REPUBLIKA.CO.ID, PEKANBARU -- Badan Meteorologi, Klimatologi dan Geofisika Stasiun Pekanbaru menyatakan satelit Terra dan Aqua mendeteksi kemunculan sebanyak 297 titik panas yang tersebar di sejumlah wilayah kabupaten dan kota di Riau.
"Untuk di Sumatera, Riau, masih rekor dengan 297 titik panas (hotspot).

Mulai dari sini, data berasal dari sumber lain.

//! Wire shapes of the provider's `generateContent` API and of the relay in
//! front of it.

use serde::{Deserialize, Serialize};
use serde_json::{Map, Value};

/// Base64 payload plus the MIME type it decodes to.
#[derive(Clone, Debug, Eq, PartialEq, Serialize, Deserialize)]
pub struct InlineData {
    /// MIME type of the decoded payload, eg `image/png`.
    #[serde(rename = "mimeType", alias = "mime_type")]
    pub mime_type: String,
    /// Standard base64 payload.
    pub data: String,
}

/// One part of a multimodal content entry.
///
/// Variants are tried in order, so a part carrying inline data is always an
/// [`Part::InlineData`] even if it also has a `text` field.
#[derive(Clone, Debug, Eq, PartialEq, Serialize, Deserialize)]
#[serde(untagged)]
pub enum Part {
    /// Inline binary data, images in practice.
    InlineData {
        /// The payload.
        #[serde(rename = "inlineData", alias = "inline_data")]
        inline_data: InlineData,
    },
    /// Plain text.
    Text {
        /// The text.
        text: String,
    },
}

impl Part {
    /// Builds an inline-data part.
    pub fn inline(mime_type: &str, data: &str) -> Self {
        Part::InlineData {
            inline_data: InlineData {
                mime_type: mime_type.to_string(),
                data: data.to_string(),
            },
        }
    }

    /// Builds a text part.
    pub fn text(text: &str) -> Self {
        Part::Text {
            text: text.to_string(),
        }
    }

    /// Returns the inline data when this is an inline-data part.
    pub fn as_inline_data(&self) -> Option<&InlineData> {
        match self {
            Part::InlineData { inline_data } => Some(inline_data),
            Part::Text { .. } => None,
        }
    }

    /// Returns the text when this is a text part.
    pub fn as_text(&self) -> Option<&str> {
        match self {
            Part::Text { text } => Some(text),
            Part::InlineData { .. } => None,
        }
    }
}

/// A content entry: an optional role and its parts.
#[derive(Clone, Debug, Default, Eq, PartialEq, Serialize, Deserialize)]
pub struct Content {
    /// `user` or `model`; the provider defaults to `user` when absent.
    #[serde(default, skip_serializing_if = "Option::is_none")]
    pub role: Option<String>,
    /// Ordered parts.
    #[serde(default)]
    pub parts: Vec<Part>,
}

impl Content {
    /// A role-less content entry holding `parts`.
    pub fn from_parts(parts: Vec<Part>) -> Self {
        Self { role: None, parts }
    }
}

/// The `contents` field of a request. Callers may send a single entry or a
/// list; it is forwarded in the shape it arrived in.
#[derive(Clone, Debug, Eq, PartialEq, Serialize, Deserialize)]
#[serde(untagged)]
pub enum Contents {
    /// A list of entries, the provider's canonical form.
    Many(Vec<Content>),
    /// A single entry.
    One(Content),
}

impl Contents {
    /// Iterates over every part of every entry.
    pub fn parts(&self) -> impl Iterator<Item = &Part> {
        let entries: &[Content] = match self {
            Contents::Many(entries) => entries,
            Contents::One(entry) => std::slice::from_ref(entry),
        };
        entries.iter().flat_map(|entry| entry.parts.iter())
    }
}

/// Generation settings. Fields other than the response MIME type are kept
/// as-is so the relay forwards them untouched.
#[derive(Clone, Debug, Default, PartialEq, Serialize, Deserialize)]
pub struct GenerationConfig {
    /// Requested output MIME type, eg `image/png`.
    #[serde(
        rename = "responseMimeType",
        default,
        skip_serializing_if = "Option::is_none"
    )]
    pub response_mime_type: Option<String>,
    /// Everything else.
    #[serde(flatten)]
    pub extra: Map<String, Value>,
}

impl GenerationConfig {
    /// A config asking for output of the given MIME type.
    pub fn with_response_mime_type(mime_type: &str) -> Self {
        Self {
            response_mime_type: Some(mime_type.to_string()),
            extra: Map::new(),
        }
    }
}

/// Body of `POST /api/generate` as the client builds it.
#[derive(Clone, Debug, PartialEq, Serialize, Deserialize)]
pub struct RelayRequest {
    /// Provider model identifier.
    pub model: String,
    /// Multimodal input.
    pub contents: Contents,
    /// Generation settings, forwarded as `generationConfig`.
    #[serde(default)]
    pub config: GenerationConfig,
}

/// Body of `POST /api/generate` as the relay receives it.
///
/// `contents` and `config` are kept as raw JSON and forwarded untouched;
/// [`ForwardedRequest::typed_contents`] is only used to validate them.
#[derive(Clone, Debug, PartialEq, Deserialize)]
pub struct ForwardedRequest {
    /// Provider model identifier.
    pub model: String,
    /// Multimodal input, exactly as sent by the client.
    pub contents: Value,
    /// Generation settings, exactly as sent by the client.
    #[serde(default)]
    pub config: Map<String, Value>,
}

impl ForwardedRequest {
    /// Reads `contents` through the typed model without consuming it.
    pub fn typed_contents(&self) -> Result<Contents, serde_json::Error> {
        Contents::deserialize(&self.contents)
    }
}

/// Body sent to the provider's `generateContent` endpoint.
#[derive(Debug, Serialize)]
pub struct UpstreamRequest<'a> {
    /// Multimodal input.
    pub contents: &'a Value,
    /// Generation settings.
    #[serde(rename = "generationConfig")]
    pub generation_config: &'a Map<String, Value>,
}

/// Successful `generateContent` response, reduced to what clients read.
#[derive(Clone, Debug, Default, Deserialize)]
pub struct GenerateContentResponse {
    /// Candidate completions, best first.
    #[serde(default)]
    pub candidates: Vec<Candidate>,
}

/// One candidate completion.
#[derive(Clone, Debug, Default, Deserialize)]
pub struct Candidate {
    /// Generated content; missing when the candidate was blocked.
    #[serde(default)]
    pub content: Option<Content>,
}

impl GenerateContentResponse {
    /// Parts of the first candidate, or `None` when there are no candidates.
    pub fn first_candidate_parts(&self) -> Option<&[Part]> {
        let candidate = self.candidates.first()?;
        Some(
            candidate
                .content
                .as_ref()
                .map(|content| content.parts.as_slice())
                .unwrap_or_default(),
        )
    }
}

/// First inline-data part in `parts`.
pub fn first_inline_data(parts: &[Part]) -> Option<&InlineData> {
    parts.iter().find_map(Part::as_inline_data)
}

/// First text part in `parts`.
pub fn first_text(parts: &[Part]) -> Option<&str> {
    parts.iter().find_map(Part::as_text)
}

/// Error body returned by the provider.
#[derive(Clone, Debug, Default, Deserialize)]
pub struct ProviderErrorBody {
    /// Structured error, when the provider sent one.
    #[serde(default)]
    pub error: Option<ProviderErrorDetail>,
}

/// Structured provider error.
#[derive(Clone, Debug, Default, Deserialize)]
pub struct ProviderErrorDetail {
    /// Human readable message.
    #[serde(default)]
    pub message: Option<String>,
    /// HTTP status code the provider associates with the error.
    #[serde(default)]
    pub code: Option<u16>,
    /// Canonical status name, eg `INVALID_ARGUMENT`.
    #[serde(default)]
    pub status: Option<String>,
}

/// Error body returned by the relay.
#[derive(Clone, Debug, Eq, PartialEq, Serialize, Deserialize)]
pub struct ErrorResponse {
    /// Human readable message; never contains credentials.
    pub error: String,
}

#[cfg(test)]
mod tests {
    use super::*;
    use serde_json::json;

    #[test]
    fn parts_deserialize_into_tagged_variants() {
        let parts: Vec<Part> = serde_json::from_value(json!([
            {"text": "a caption"},
            {"inlineData": {"mimeType": "image/png", "data": "AAAA"}},
            {"inline_data": {"mime_type": "image/jpeg", "data": "BBBB"}},
        ]))
        .expect("parse parts");

        assert_eq!(parts[0], Part::text("a caption"));
        assert_eq!(parts[1], Part::inline("image/png", "AAAA"));
        assert_eq!(parts[2], Part::inline("image/jpeg", "BBBB"));
    }

    #[test]
    fn first_matching_parts_are_selected() {
        let parts = vec![
            Part::text("first"),
            Part::inline("image/png", "one"),
            Part::text("second"),
            Part::inline("image/webp", "two"),
        ];
        assert_eq!(first_text(&parts), Some("first"));
        assert_eq!(
            first_inline_data(&parts).map(|data| data.data.as_str()),
            Some("one")
        );
        assert!(first_inline_data(&[Part::text("only text")]).is_none());
    }

    #[test]
    fn contents_keep_their_shape() {
        let single = json!({"parts": [{"text": "hi"}]});
        let contents: Contents = serde_json::from_value(single.clone()).expect("parse single");
        assert!(matches!(contents, Contents::One(_)));
        assert_eq!(serde_json::to_value(&contents).expect("serialize"), single);

        let many = json!([{"role": "user", "parts": [{"text": "hi"}]}]);
        let contents: Contents = serde_json::from_value(many.clone()).expect("parse many");
        assert!(matches!(contents, Contents::Many(_)));
        assert_eq!(serde_json::to_value(&contents).expect("serialize"), many);
    }

    #[test]
    fn malformed_parts_are_rejected() {
        let result: Result<Contents, _> =
            serde_json::from_value(json!({"parts": [{"inlineData": {"data": "AAAA"}}]}));
        assert!(result.is_err());
    }

    #[test]
    fn generation_config_preserves_unknown_fields() {
        let raw = json!({"responseMimeType": "image/png", "temperature": 0.4});
        let config: GenerationConfig = serde_json::from_value(raw.clone()).expect("parse");
        assert_eq!(config.response_mime_type.as_deref(), Some("image/png"));
        assert_eq!(serde_json::to_value(&config).expect("serialize"), raw);
    }

    #[test]
    fn relay_request_config_defaults_to_empty() {
        let request: RelayRequest = serde_json::from_value(json!({
            "model": "gemini-1.5-flash-latest",
            "contents": {"parts": [{"text": "hello"}]}
        }))
        .expect("parse request");
        assert_eq!(request.config, GenerationConfig::default());
        assert_eq!(request.contents.parts().count(), 1);
    }

    #[test]
    fn forwarded_requests_keep_unknown_part_fields() {
        let contents = json!([{"role": "user", "parts": [
            {"text": "hi", "thought": true},
            {"inlineData": {"mimeType": "image/png", "data": "AAAA", "displayName": "base.png"}}
        ]}]);
        let request: ForwardedRequest = serde_json::from_value(json!({
            "model": "gemini-1.5-flash-latest",
            "contents": contents.clone(),
        }))
        .expect("parse request");

        assert!(request.config.is_empty());
        assert_eq!(request.typed_contents().expect("typed").parts().count(), 2);
        let upstream = UpstreamRequest {
            contents: &request.contents,
            generation_config: &request.config,
        };
        assert_eq!(
            serde_json::to_value(&upstream).expect("serialize"),
            json!({"contents": contents, "generationConfig": {}})
        );

        let bogus: ForwardedRequest = serde_json::from_value(json!({
            "model": "m",
            "contents": {"parts": [{"bogus": 1}]}
        }))
        .expect("raw contents are not checked on parse");
        assert!(bogus.typed_contents().is_err());
    }

    #[test]
    fn response_without_candidates_has_no_parts() {
        let response: GenerateContentResponse =
            serde_json::from_value(json!({})).expect("parse empty");
        assert!(response.first_candidate_parts().is_none());

        let response: GenerateContentResponse =
            serde_json::from_value(json!({"candidates": [{"finishReason": "SAFETY"}]}))
                .expect("parse blocked");
        assert_eq!(response.first_candidate_parts(), Some(&[][..]));
    }

    #[test]
    fn provider_error_body_is_optional() {
        let body: ProviderErrorBody = serde_json::from_value(json!({
            "error": {"code": 400, "message": "bad image", "status": "INVALID_ARGUMENT"}
        }))
        .expect("parse error body");
        let detail = body.error.expect("detail");
        assert_eq!(detail.code, Some(400));
        assert_eq!(detail.message.as_deref(), Some("bad image"));
        assert_eq!(detail.status.as_deref(), Some("INVALID_ARGUMENT"));

        let body: ProviderErrorBody = serde_json::from_value(json!({})).expect("parse empty");
        assert!(body.error.is_none());
    }
}
use anyhow::{Context, Result, anyhow};
use clap::Parser;
use illustrator::asset::ImageAsset;
use illustrator::client::GenerationClient;
use illustrator::config::setup_logging;
use illustrator::constants::DEFAULT_IMAGE_MODEL;
use illustrator::orchestrator::RunStatus;
use illustrator::state::AppController;
use std::fs;
use std::path::PathBuf;
use url::Url;

/// Generate variations of an illustration through a running illustrator proxy.
///
/// Minimal UX:
///   illustrate --image cat.png --prompt "as a pencil sketch" --prompt "in watercolor"
#[derive(Parser, Debug)]
#[command(name = "illustrate")]
#[command(about = "Vary a base illustration with one request per prompt")]
struct Args {
    /// Base URL of the illustrator proxy
    #[arg(long, default_value = "http://127.0.0.1:8080", env = "ILLUSTRATOR_SERVER")]
    server: Url,

    /// Base illustration to vary
    #[arg(long, conflicts_with = "generate_base")]
    image: Option<PathBuf>,

    /// Generate the base illustration from this text instead of a file
    #[arg(long)]
    generate_base: Option<String>,

    /// Variation prompt; repeat for more variations
    #[arg(long = "prompt", short = 'p')]
    prompts: Vec<String>,

    /// Model used for variations
    #[arg(long, default_value = DEFAULT_IMAGE_MODEL)]
    variation_model: String,

    /// Model used to generate a base illustration
    #[arg(long, default_value = DEFAULT_IMAGE_MODEL)]
    base_model: String,

    /// Output directory for the generated files
    #[arg(long, default_value = "./variations")]
    out_dir: PathBuf,

    /// Enable debug logging
    #[arg(long, env = "ILLUSTRATOR_DEBUG")]
    debug: bool,
}

#[tokio::main]
async fn main() -> Result<()> {
    let args = Args::parse();
    setup_logging(args.debug).context("Failed to initialize logging")?;

    let client = GenerationClient::new(&args.server)
        .context("Invalid server URL")?
        .with_models(&args.variation_model, &args.base_model);
    let mut controller = AppController::new(client);

    match (&args.image, &args.generate_base) {
        (Some(path), _) => {
            let image = ImageAsset::from_path(path)
                .with_context(|| format!("Failed to load {}", path.display()))?;
            controller.set_base_image(Some(image));
        }
        (None, Some(prompt)) => {
            controller.generate_base_image(prompt).await?;
        }
        (None, None) => {}
    }

    let first = controller.prompts()[0].id();
    for (index, prompt) in args.prompts.iter().enumerate() {
        let id = if index == 0 {
            first
        } else {
            controller.add_prompt()
        };
        controller.update_prompt(id, prompt)?;
    }

    fs::create_dir_all(&args.out_dir)
        .with_context(|| format!("Failed to create {}", args.out_dir.display()))?;

    if let (Some(image), Some(_)) = (controller.base_image(), &args.generate_base) {
        let path = args
            .out_dir
            .join(format!("base.{}", image.file_extension()));
        fs::write(&path, image.bytes())
            .with_context(|| format!("Failed to write {}", path.display()))?;
        eprintln!("Saved base illustration: {}", path.display());
    }

    let status = controller.generate().await?;

    for (index, result) in controller.results().iter().enumerate() {
        let image = ImageAsset::from_data_uri(&result.image_uri)
            .with_context(|| format!("Unusable image for prompt \"{}\"", result.source_prompt))?;
        let path = args
            .out_dir
            .join(format!("variation_{}.{}", index + 1, image.file_extension()));
        fs::write(&path, image.bytes())
            .with_context(|| format!("Failed to write {}", path.display()))?;

        println!("\"{}\" -> {}", result.source_prompt, path.display());
        if !result.text.is_empty() {
            println!("    {}", result.text);
        }
    }

    if let Some(error) = controller.error() {
        eprintln!("An error occurred:\n{error}");
    }

    match status {
        RunStatus::CompletedWithError => Err(anyhow!("Every prompt failed")),
        _ => Ok(()),
    }
}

Jumlah ini jauh meningkat dibandingkan hari sebelumnya dimana hanya terdapat 37 titik panas di Riau," kata Analis BMKG Stasiun Pekanbaru, Tri Puryanti, kepada Antara di Pekanbaru, Selasa.
Titik panas tersebut diindikasi kuat sebagai peristiwa kebakaran hutan atau lahan yang mengakibatkan sejumlah wilayah tercemar kabut asap.
Ia mengatakan titik panas terbanyak berada di Kabupaten Pelalawan yakni mencapai lebih seratus titik, kemudian ada juga di sejumlah wilayah kabupaten dan kota lainnya di Riau, seperti Indragiri Hilir, Indragiri Hulu, Kampar, dan lainnya.
Menurut dia, meningkatnya jumlah titik panas di Riau disebabkan minimnya curah hujan sejak beberapa hari terakhir.
Sementara menurut data terkini Badan Nasional Penanggulangan Bencana (BNPB), Satelit "National Oceanic and Atmospheric Administration (NOAA)" 18, di Riau terdapat sebanyak 264 titik panas yang tersebar di sebanyak sepuluh kabupaten dan kota.
Terbanyak menurut pantauan NOAA berada di Pelalawan yakni mencapai 76 titik, Indragiri Hulu (42 titik), Rokan Hilir (34 titik), Indragiri Hilir (29 titik), Kampar (26 titik), Bengkalis (20 titik), Siak (11 titik), kemudian Rokan Hulu (8 titik) dan Kota Dumai (4 titik).
Selain di Riau, BNPB juga merilis titik panas tersebar di sejumlah provinsi lainnya di Sumatera.
Seperti di Sumatera Barat terdeteksi NOAA terdapat sebanyak 100 titik panas, Jambi 57 titik, Sumatera Selatan 31 titik, Bengkulu ada 15 titik, kemudian Sumatera Utara terdeteksi sebanyak 12 titik panas.
Munculnya ratusan titik panas yang diindikasi sebagai peristiwa kebakaran hutan atau lahan tersebut mengakibatkan sejumlah wilayah kabupaten dan kota di riau tercemar kabut asap tebal.
Di Kota Pekanbaru misalnya, kabut asap yang menutupi daerah ini mengakibatkan jarak pandang hanya "tersisa" kurang dari 500 meter pada pagi dibawaah pukul 08.00 WIB.
Kondisi tersebut mengakibatkan operasional Bandar Udara Sultan Syarif Kasim (SSK) II Pekanbaru menjadi terganggu, bahkan sejumlah jadwal penerbangan dan kedatangan pesawat terpaksa ditunda dan di alihkan ke Medan serta Batam.